====== SUPPLIED RECORDS ======

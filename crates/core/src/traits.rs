use crate::error::{InferenceError, OcrError, PageError, SearchError};
use crate::models::{Chunk, IndexStats, QueryFilters, QuestionLabel, ScoredChunk};
use async_trait::async_trait;
use futures::Stream;
use serde::{Deserialize, Serialize};
use std::pin::Pin;

#[async_trait]
pub trait VectorStore: Send + Sync {
    /// Inserts or replaces chunks by `chunk_id`.
    async fn upsert(&self, chunks: Vec<Chunk>) -> Result<(), SearchError>;

    /// Nearest neighbours ordered by ascending cosine distance. An empty store
    /// yields an empty result.
    async fn query(
        &self,
        embedding: &[f32],
        top_k: usize,
        filters: &QueryFilters,
    ) -> Result<Vec<ScoredChunk>, SearchError>;

    async fn stats(&self) -> Result<IndexStats, SearchError>;

    async fn count_document(&self, document_id: &str) -> Result<usize, SearchError>;

    /// Returns the number of chunks removed.
    async fn delete_document(&self, document_id: &str) -> Result<usize, SearchError>;

    /// Removes chunks whose substantial text repeats an earlier chunk, keeping
    /// the first in document/page order. Short or mostly-punctuation text is
    /// never treated as a duplicate. Returns the number removed.
    async fn clean_duplicates(&self, source_name: Option<&str>) -> Result<usize, SearchError>;
}

#[derive(Debug, Clone, Copy, Serialize, Deserialize, PartialEq, Eq)]
#[serde(rename_all = "lowercase")]
pub enum ImageFormat {
    Pdf,
    Png,
    Jpeg,
}

impl ImageFormat {
    pub fn extension(self) -> &'static str {
        match self {
            ImageFormat::Pdf => "pdf",
            ImageFormat::Png => "png",
            ImageFormat::Jpeg => "jpg",
        }
    }

    pub fn mime_type(self) -> &'static str {
        match self {
            ImageFormat::Pdf => "application/pdf",
            ImageFormat::Png => "image/png",
            ImageFormat::Jpeg => "image/jpeg",
        }
    }

    pub fn from_extension(extension: &str) -> Option<Self> {
        match extension.to_ascii_lowercase().as_str() {
            "pdf" => Some(ImageFormat::Pdf),
            "png" => Some(ImageFormat::Png),
            "jpg" | "jpeg" => Some(ImageFormat::Jpeg),
            _ => None,
        }
    }
}

/// One rendered page, ready for OCR. For PDF sources this is a single-page
/// PDF; for scanned directories it is the image file itself.
#[derive(Debug, Clone, PartialEq, Eq)]
pub struct PageImage {
    pub page: u32,
    pub format: ImageFormat,
    pub bytes: Vec<u8>,
}

#[derive(Debug, Clone, Serialize, Deserialize, PartialEq)]
pub struct OcrRegion {
    pub text: String,
    pub confidence: f32,
}

#[derive(Debug, Clone, Default, Serialize, Deserialize, PartialEq)]
pub struct OcrOutput {
    pub regions: Vec<OcrRegion>,
}

impl OcrOutput {
    pub fn from_text(text: impl Into<String>, confidence: f32) -> Self {
        let text = text.into();
        if text.trim().is_empty() {
            return Self::default();
        }
        Self {
            regions: vec![OcrRegion { text, confidence }],
        }
    }

    /// Text of the regions at or above `min_confidence`, one region per
    /// paragraph.
    pub fn text_above(&self, min_confidence: f32) -> String {
        self.regions
            .iter()
            .filter(|region| region.confidence >= min_confidence)
            .map(|region| region.text.trim())
            .filter(|text| !text.is_empty())
            .collect::<Vec<_>>()
            .join("\n\n")
    }

    pub fn mean_confidence(&self) -> f32 {
        if self.regions.is_empty() {
            return 0.0;
        }
        self.regions.iter().map(|region| region.confidence).sum::<f32>() / self.regions.len() as f32
    }
}

#[async_trait]
pub trait OcrEngine: Send + Sync {
    /// Blank input yields an empty output, not an error.
    async fn recognize(&self, image: &PageImage) -> Result<OcrOutput, OcrError>;
}

/// A paged source document (PDF or a directory of page scans).
pub trait PageSource: Send + Sync {
    fn page_numbers(&self) -> Vec<u32>;

    fn render(&self, page: u32) -> Result<PageImage, PageError>;
}

#[derive(Debug, Clone, PartialEq)]
pub struct GenerateRequest {
    pub prompt: String,
    pub temperature: f32,
    pub top_p: f32,
    pub max_tokens: u32,
}

/// Token fragments in arrival order. Dropping the stream abandons the request.
pub type TokenStream = Pin<Box<dyn Stream<Item = Result<String, InferenceError>> + Send>>;

#[async_trait]
pub trait InferenceService: Send + Sync {
    fn model(&self) -> &str;

    /// Fails with [`InferenceError::Unavailable`] when the request cannot be
    /// started.
    async fn generate(&self, request: GenerateRequest) -> Result<TokenStream, InferenceError>;

    async fn list_models(&self) -> Result<Vec<String>, InferenceError>;
}

pub trait QuestionClassifier: Send + Sync {
    fn classify(&self, text: &str) -> QuestionLabel;
}
use crate::models::{RetrievalMetrics, ScoredChunk};
use std::collections::HashSet;

/// Hit density, source diversity and mean distance of one Top-K result.
///
/// Density is the share of results with `distance <= distance_threshold`;
/// diversity counts distinct documents. An empty result scores zero on both
/// with a mean distance of 1.0.
pub fn score(results: &[ScoredChunk], distance_threshold: f32) -> RetrievalMetrics {
    if results.is_empty() {
        return RetrievalMetrics {
            density: 0.0,
            diversity: 0,
            mean_distance: 1.0,
            result_count: 0,
        };
    }

    let hits = results
        .iter()
        .filter(|result| result.distance <= distance_threshold)
        .count();
    let documents: HashSet<&str> = results
        .iter()
        .map(|result| result.chunk.document_id.as_str())
        .collect();
    let total_distance: f32 = results.iter().map(|result| result.distance).sum();

    RetrievalMetrics {
        density: hits as f32 / results.len() as f32,
        diversity: documents.len(),
        mean_distance: total_distance / results.len() as f32,
        result_count: results.len(),
    }
}

#[cfg(test)]
mod tests {
    use super::*;
    use crate::models::Chunk;
    use std::collections::BTreeSet;

    fn result(document_id: &str, distance: f32) -> ScoredChunk {
        ScoredChunk {
            chunk: Chunk {
                chunk_id: format!("{document_id}-{distance}"),
                document_id: document_id.to_string(),
                source_name: format!("{document_id}.pdf"),
                page: 1,
                chunk_index: 0,
                text: String::new(),
                char_start: 0,
                char_end: 0,
                embedding: Vec::new(),
                tags: BTreeSet::new(),
                note_topic: None,
            },
            distance,
        }
    }

    #[test]
    fn empty_results_score_zero() {
        let metrics = score(&[], 0.4);
        assert_eq!(metrics.density, 0.0);
        assert_eq!(metrics.diversity, 0);
        assert_eq!(metrics.mean_distance, 1.0);
        assert_eq!(metrics.result_count, 0);
    }

    #[test]
    fn density_counts_hits_within_threshold() {
        let results = vec![
            result("a", 0.1),
            result("a", 0.4),
            result("b", 0.41),
            result("c", 0.9),
        ];
        let metrics = score(&results, 0.4);
        assert!((metrics.density - 0.5).abs() < f32::EPSILON);
        assert_eq!(metrics.diversity, 3);
        assert!((metrics.mean_distance - 0.4525).abs() < 1e-5);
        assert_eq!(metrics.result_count, 4);
    }
}
use crate::error::{IngestError, PageError};
use crate::traits::{ImageFormat, PageImage, PageSource};
use lopdf::Document;
use std::collections::BTreeMap;
use std::fs;
use std::path::{Path, PathBuf};
use walkdir::WalkDir;

pub struct PdfPageSource {
    document: Document,
}

impl PdfPageSource {
    pub fn open(path: &Path) -> Result<Self, IngestError> {
        let document =
            Document::load(path).map_err(|error| IngestError::PdfParse(error.to_string()))?;
        if document.get_pages().is_empty() {
            return Err(IngestError::PdfParse(format!(
                "pdf has no pages: {}",
                path.display()
            )));
        }
        Ok(Self { document })
    }
}

impl PageSource for PdfPageSource {
    fn page_numbers(&self) -> Vec<u32> {
        self.document.get_pages().keys().copied().collect()
    }

    fn render(&self, page: u32) -> Result<PageImage, PageError> {
        let others: Vec<u32> = self
            .page_numbers()
            .into_iter()
            .filter(|number| *number != page)
            .collect();
        if others.len() == self.document.get_pages().len() {
            return Err(PageError {
                page,
                reason: "page does not exist".to_string(),
            });
        }

        let mut single = self.document.clone();
        single.delete_pages(&others);
        single.prune_objects();

        let mut bytes = Vec::new();
        single.save_to(&mut bytes).map_err(|error| PageError {
            page,
            reason: format!("could not render page: {error}"),
        })?;

        Ok(PageImage {
            page,
            format: ImageFormat::Pdf,
            bytes,
        })
    }
}

/// A directory of scans named `page_NNNN.png` (or `.jpg`). Page numbers come
/// from the file names.
pub struct ImageDirSource {
    pages: BTreeMap<u32, PathBuf>,
}

impl ImageDirSource {
    pub fn open(dir: &Path) -> Result<Self, IngestError> {
        let mut pages = BTreeMap::new();
        for entry in fs::read_dir(dir)? {
            let path = entry?.path();
            if let Some(page) = page_number_from_path(&path) {
                pages.insert(page, path);
            }
        }

        if pages.is_empty() {
            return Err(IngestError::UnsupportedSource(format!(
                "no page_NNNN images in {}",
                dir.display()
            )));
        }
        Ok(Self { pages })
    }
}

impl PageSource for ImageDirSource {
    fn page_numbers(&self) -> Vec<u32> {
        self.pages.keys().copied().collect()
    }

    fn render(&self, page: u32) -> Result<PageImage, PageError> {
        let path = self.pages.get(&page).ok_or_else(|| PageError {
            page,
            reason: "page does not exist".to_string(),
        })?;
        let format = path
            .extension()
            .and_then(|ext| ext.to_str())
            .and_then(ImageFormat::from_extension)
            .unwrap_or(ImageFormat::Png);
        let bytes = fs::read(path).map_err(|error| PageError {
            page,
            reason: format!("could not read {}: {error}", path.display()),
        })?;

        Ok(PageImage {
            page,
            format,
            bytes,
        })
    }
}

pub fn page_number_from_path(path: &Path) -> Option<u32> {
    let name = path.file_name()?.to_str()?.to_ascii_lowercase();
    let (digits, extension) = name.strip_prefix("page_")?.split_once('.')?;
    if digits.is_empty() || !digits.bytes().all(|byte| byte.is_ascii_digit()) {
        return None;
    }
    ImageFormat::from_extension(extension).filter(|format| *format != ImageFormat::Pdf)?;
    digits.parse().ok()
}

fn is_page_dir(path: &Path) -> bool {
    fs::read_dir(path)
        .map(|entries| {
            entries
                .filter_map(|entry| entry.ok())
                .any(|entry| page_number_from_path(&entry.path()).is_some())
        })
        .unwrap_or(false)
}

fn is_pdf(path: &Path) -> bool {
    path.extension()
        .and_then(|ext| ext.to_str())
        .is_some_and(|ext| ext.eq_ignore_ascii_case("pdf"))
}

pub fn open_source(path: &Path) -> Result<Box<dyn PageSource>, IngestError> {
    if path.is_dir() {
        return Ok(Box::new(ImageDirSource::open(path)?));
    }
    if is_pdf(path) {
        return Ok(Box::new(PdfPageSource::open(path)?));
    }
    Err(IngestError::UnsupportedSource(path.display().to_string()))
}

/// PDFs and page-image directories below `folder`, sorted by path.
pub fn discover_sources(folder: &Path) -> Vec<PathBuf> {
    let mut sources = Vec::new();

    for entry in WalkDir::new(folder)
        .into_iter()
        .filter_map(|item| item.ok())
    {
        let path = entry.path();
        if entry.file_type().is_file() && is_pdf(path) {
            sources.push(path.to_path_buf());
        } else if entry.file_type().is_dir() && is_page_dir(path) {
            sources.push(path.to_path_buf());
        }
    }

    sources.sort_unstable();
    sources
}

#[cfg(test)]
mod tests {
    use super::*;
    use tempfile::tempdir;

    #[test]
    fn page_numbers_come_from_file_names() {
        assert_eq!(page_number_from_path(Path::new("scans/page_0003.png")), Some(3));
        assert_eq!(page_number_from_path(Path::new("PAGE_12.JPG")), Some(12));
        assert_eq!(page_number_from_path(Path::new("cover.png")), None);
        assert_eq!(page_number_from_path(Path::new("page_0003.tiff")), None);
    }

    #[test]
    fn image_dir_lists_and_renders_pages() -> Result<(), Box<dyn std::error::Error>> {
        let dir = tempdir()?;
        fs::write(dir.path().join("page_0003.png"), b"three")?;
        fs::write(dir.path().join("page_0001.jpg"), b"one")?;
        fs::write(dir.path().join("notes.txt"), b"ignored")?;

        let source = ImageDirSource::open(dir.path())?;
        assert_eq!(source.page_numbers(), vec![1, 3]);

        let page = source.render(3)?;
        assert_eq!(page.format, ImageFormat::Png);
        assert_eq!(page.bytes, b"three");
        assert_eq!(source.render(1)?.format, ImageFormat::Jpeg);
        assert!(source.render(2).is_err());
        Ok(())
    }

    #[test]
    fn discovery_finds_pdfs_and_scan_directories() -> Result<(), Box<dyn std::error::Error>> {
        let dir = tempdir()?;
        let scans = dir.path().join("kobun-scans");
        let nested = dir.path().join("nested");
        fs::create_dir(&scans)?;
        fs::create_dir(&nested)?;
        fs::write(scans.join("page_0001.png"), b"png")?;
        fs::write(dir.path().join("a.pdf"), b"%PDF-1.4\n%fake")?;
        fs::write(nested.join("b.PDF"), b"%PDF-1.4\n%fake")?;
        fs::write(nested.join("readme.md"), b"no")?;

        let sources = discover_sources(dir.path());
        assert_eq!(sources.len(), 3);
        assert!(sources.contains(&scans));
        Ok(())
    }

    #[test]
    fn broken_pdf_is_a_fatal_source_error() -> Result<(), Box<dyn std::error::Error>> {
        let dir = tempdir()?;
        let path = dir.path().join("broken.pdf");
        fs::write(&path, b"%PDF-1.4\n%broken")?;
        assert!(matches!(open_source(&path), Err(IngestError::PdfParse(_))));
        assert!(matches!(
            open_source(&dir.path().join("notes.txt")),
            Err(IngestError::UnsupportedSource(_))
        ));
        Ok(())
    }
}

======

▶ [WORK REQUIRED]:
Show me each line of the listing above with "reason" in it.

▶ [COMPLETED EXERCISE]:
                reason: "page does not exist".to_string(),
            reason: format!("could not render page: {error}"),
            reason: "page does not exist".to_string(),
            reason: format!("could not read {}: {error}", path.display()),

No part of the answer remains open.